Es ist das russische Verständnis von Russlands territorialem Raubzug von 2014, das mit Höflichkeit rein gar nichts zu tun hatte. Selbst Russlands Präsident Wladimir Putin hatte ein Jahr später zugegeben, was Moskau zunächst vehement geleugnet hatte: Die mysteriösen Soldaten waren russische Sondertruppen. Ein geplantes völkerrechtliches Verbrechen.

Der Westen war durch den „Anschluss“ völlig überrumpelt und verstand erst nach und nach, dass die Zeiten endgültig vorbei sind, sich auf Russland verlassen zu können.

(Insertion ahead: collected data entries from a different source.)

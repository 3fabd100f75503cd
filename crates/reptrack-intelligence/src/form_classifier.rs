// ABOUTME: Maps raw anomaly tags, completion angle, and tempo into per-repetition feedback
// ABOUTME: Static per-exercise tag tables feed a severity-priority form rating and tip choice
//
// SPDX-License-Identifier: MIT OR Apache-2.0
// Copyright (c) 2025 Pierre Fitness Intelligence

//! # Form Classifier
//!
//! Raw tags come from an external posture analyzer and are free-form strings.
//! Each exercise owns a static table translating the tags it understands into
//! [`FormIssue`]s; anything else is ignored so new analyzer tags never break
//! classification.

use crate::config::intelligence::{ExerciseConfig, TempoWindow};
use reptrack_core::constants::ENCOURAGEMENT_TIP;
use reptrack_core::models::{
    ExerciseKind, FormIssue, FormRating, RepFeedback, Severity, SpeedRating,
};
use std::cmp::Reverse;
use std::collections::BTreeSet;
use tracing::trace;

type TagTable = &'static [(&'static str, FormIssue)];

const BICEP_CURL_TAGS: TagTable = &[
    ("elbow_away_from_body", FormIssue::ElbowSwinging),
    ("elbow_swinging", FormIssue::ElbowSwinging),
    ("wrist_rotation", FormIssue::WristRotation),
    ("shoulder_raised", FormIssue::ShoulderRaising),
    ("shoulder_raising", FormIssue::ShoulderRaising),
    ("back_arching", FormIssue::BackArching),
];

const SQUAT_TAGS: TagTable = &[
    ("knees_inward", FormIssue::KneeInward),
    ("knee_inward", FormIssue::KneeInward),
    ("knees_over_toes", FormIssue::KneesOverToes),
    ("shallow_depth", FormIssue::ShallowDepth),
    ("leaning_forward", FormIssue::LeaningForward),
    ("heels_rising", FormIssue::HeelsRising),
];

const LATERAL_RAISE_TAGS: TagTable = &[
    ("shoulder_shrugging", FormIssue::Shrugging),
    ("shrugging", FormIssue::Shrugging),
    ("elbows_too_bent", FormIssue::ElbowBending),
    ("elbow_bending", FormIssue::ElbowBending),
    ("arms_too_high", FormIssue::RaisingTooHigh),
    ("raising_too_high", FormIssue::RaisingTooHigh),
    ("asymmetric_movement", FormIssue::AsymmetricMovement),
];

const LUNGE_TAGS: TagTable = &[
    ("knees_over_toes", FormIssue::FrontKneeAlignment),
    ("front_knee_alignment", FormIssue::FrontKneeAlignment),
    ("back_knee_drop", FormIssue::BackKneeDrop),
    ("torso_leaning", FormIssue::TorsoLeaning),
    ("leaning_forward", FormIssue::TorsoLeaning),
    ("uneven_weight", FormIssue::UnevenWeight),
];

const SHOULDER_PRESS_TAGS: TagTable = &[
    ("back_arching", FormIssue::BackOverarching),
    ("back_overarching", FormIssue::BackOverarching),
    ("elbows_splayed", FormIssue::ElbowsSplaying),
    ("elbows_splaying", FormIssue::ElbowsSplaying),
    ("incomplete_extension", FormIssue::IncompleteExtension),
    ("forward_head", FormIssue::ForwardHead),
];

const fn tag_table(kind: ExerciseKind) -> TagTable {
    match kind {
        ExerciseKind::BicepCurl => BICEP_CURL_TAGS,
        ExerciseKind::Squat => SQUAT_TAGS,
        ExerciseKind::LateralRaise => LATERAL_RAISE_TAGS,
        ExerciseKind::Lunge => LUNGE_TAGS,
        ExerciseKind::ShoulderPress => SHOULDER_PRESS_TAGS,
    }
}

/// Translate raw tags into the distinct issues this exercise recognizes
pub fn map_tags<S: AsRef<str>>(kind: ExerciseKind, tags: &[S]) -> BTreeSet<FormIssue> {
    let table = tag_table(kind);
    tags.iter()
        .filter_map(|tag| {
            let tag = tag.as_ref();
            let issue = table
                .iter()
                .find(|(raw, _)| *raw == tag)
                .map(|(_, issue)| *issue);
            if issue.is_none() {
                trace!(exercise = %kind, tag, "ignoring unmapped anomaly tag");
            }
            issue
        })
        .collect()
}

/// Overall rating from the issue set, first matching rule wins:
/// none ⇒ Perfect, any severe ⇒ Poor, several moderate ⇒ `NeedsWork`,
/// one moderate ⇒ Fair, otherwise Good
#[must_use]
pub fn form_rating(issues: &BTreeSet<FormIssue>) -> FormRating {
    if issues.is_empty() {
        return FormRating::Perfect;
    }
    if issues.iter().any(|i| i.severity() == Severity::Severe) {
        return FormRating::Poor;
    }
    match issues
        .iter()
        .filter(|i| i.severity() == Severity::Moderate)
        .count()
    {
        0 => FormRating::Good,
        1 => FormRating::Fair,
        _ => FormRating::NeedsWork,
    }
}

/// Tip of the most severe issue, earliest in catalog order on ties
#[must_use]
pub fn tip_for(issues: &BTreeSet<FormIssue>) -> &'static str {
    issues
        .iter()
        .min_by_key(|issue| (Reverse(issue.severity()), **issue))
        .map_or(ENCOURAGEMENT_TIP, |issue| issue.tip())
}

/// Tempo rating against an inclusive ideal window
#[must_use]
pub const fn speed_rating(duration_ms: u64, window: TempoWindow) -> SpeedRating {
    if duration_ms < window.min_ms {
        SpeedRating::TooFast
    } else if duration_ms > window.max_ms {
        SpeedRating::TooSlow
    } else {
        SpeedRating::GoodPace
    }
}

/// Stateless classifier bound to a set of exercise tempo windows
#[derive(Debug, Clone, Default)]
pub struct FormClassifier {
    exercises: ExerciseConfig,
}

impl FormClassifier {
    /// Classifier using the given per-exercise settings
    #[must_use]
    pub const fn new(exercises: ExerciseConfig) -> Self {
        Self { exercises }
    }

    /// Judge one completed repetition
    #[must_use]
    pub fn classify<S: AsRef<str>>(
        &self,
        kind: ExerciseKind,
        angle: f64,
        tags: &[S],
        duration_ms: u64,
    ) -> RepFeedback {
        let issues = map_tags(kind, tags);
        let form_rating = form_rating(&issues);
        let tip = tip_for(&issues).to_owned();
        RepFeedback {
            angle,
            form_rating,
            speed_rating: speed_rating(duration_ms, self.exercises.settings(kind).tempo),
            tip,
            issues,
        }
    }
}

Die Krim ist eine Zäsur in der europäischen Geopolitik, ein Wendepunkt der europäischen Geschichte, weil die Folgen dieser Annexion die Sicherheitsarchitektur eines ganzen Kontinents in Frage stellen. Moskau verschob im Handumdrehen und unter Missachtung internationaler Rechte – mag es auch historische Ansprüche auf die Halbinsel geltend machen – die Grenzen zweier Länder, weil der Westen dieser abscheulichen Machtdemonstration nichts entgegenzusetzen hatte.

Moskau vertraute auf das Recht des Stärkeren und kam damit durch. Zumal ihm das Volk huldigend zu Füßen lag. Mittlerweile sagen selbst überzeugte Befürworter von damals: ,,Das Leben vor der ,Heimholung’ war besser, interessanter, ehrlicher und gerechter“, wie es ein Kosaken-Ataman, der den „grünen Männchen“ vor fünf Jahren zur Seite stand, in diesen Tagen russischen Medien sagte.

Die Krim aber bleibt Trumpf in den Händen Moskaus. Der Kreml spielt diese Karte aus, wann immer er das kann und braucht. Die Ära des Großmächte-Ringens ist zurück.